§ **Records supplied**
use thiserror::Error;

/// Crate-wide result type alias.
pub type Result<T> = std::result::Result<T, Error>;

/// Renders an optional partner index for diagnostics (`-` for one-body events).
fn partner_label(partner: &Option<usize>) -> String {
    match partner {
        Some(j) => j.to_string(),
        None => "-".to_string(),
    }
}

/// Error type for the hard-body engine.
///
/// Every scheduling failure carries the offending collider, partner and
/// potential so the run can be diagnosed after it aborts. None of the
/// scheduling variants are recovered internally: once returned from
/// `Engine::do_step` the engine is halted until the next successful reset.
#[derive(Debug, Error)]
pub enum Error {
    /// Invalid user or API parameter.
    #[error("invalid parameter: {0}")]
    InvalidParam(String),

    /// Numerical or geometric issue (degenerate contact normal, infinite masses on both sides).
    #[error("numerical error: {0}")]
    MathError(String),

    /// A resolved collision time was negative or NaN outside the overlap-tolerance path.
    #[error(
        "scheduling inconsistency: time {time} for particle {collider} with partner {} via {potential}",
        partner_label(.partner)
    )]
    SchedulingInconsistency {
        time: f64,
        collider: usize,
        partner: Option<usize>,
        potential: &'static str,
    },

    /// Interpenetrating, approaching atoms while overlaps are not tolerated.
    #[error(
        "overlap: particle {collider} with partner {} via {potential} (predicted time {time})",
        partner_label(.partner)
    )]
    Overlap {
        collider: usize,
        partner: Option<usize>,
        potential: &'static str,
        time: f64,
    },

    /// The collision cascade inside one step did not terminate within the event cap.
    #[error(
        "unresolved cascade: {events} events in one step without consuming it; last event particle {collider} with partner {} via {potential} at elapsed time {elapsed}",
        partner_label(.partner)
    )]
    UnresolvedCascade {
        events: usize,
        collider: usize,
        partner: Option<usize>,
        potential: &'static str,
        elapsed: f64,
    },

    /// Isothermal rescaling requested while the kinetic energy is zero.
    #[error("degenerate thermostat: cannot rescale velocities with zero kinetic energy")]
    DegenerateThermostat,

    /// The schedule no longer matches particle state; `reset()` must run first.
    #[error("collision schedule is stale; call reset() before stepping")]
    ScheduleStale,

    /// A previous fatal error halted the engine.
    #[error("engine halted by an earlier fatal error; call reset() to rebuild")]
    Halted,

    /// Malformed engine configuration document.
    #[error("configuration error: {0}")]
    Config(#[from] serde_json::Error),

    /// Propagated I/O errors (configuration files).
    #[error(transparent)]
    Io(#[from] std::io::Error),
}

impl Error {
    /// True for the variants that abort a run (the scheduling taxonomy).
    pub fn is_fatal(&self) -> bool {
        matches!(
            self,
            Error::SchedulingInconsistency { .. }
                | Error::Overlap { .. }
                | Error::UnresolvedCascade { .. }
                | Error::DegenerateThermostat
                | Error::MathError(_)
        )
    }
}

§ **Task instructions**
The answer is every line in the data where the word "time" appears.

§ **Solved problem**
    /// A resolved collision time was negative or NaN outside the overlap-tolerance path.
        "scheduling inconsistency: time {time} for particle {collider} with partner {} via {potential}",
        time: f64,
        "overlap: particle {collider} with partner {} via {potential} (predicted time {time})",
        time: f64,
        "unresolved cascade: {events} events in one step without consuming it; last event particle {collider} with partner {} via {potential} at elapsed time {elapsed}",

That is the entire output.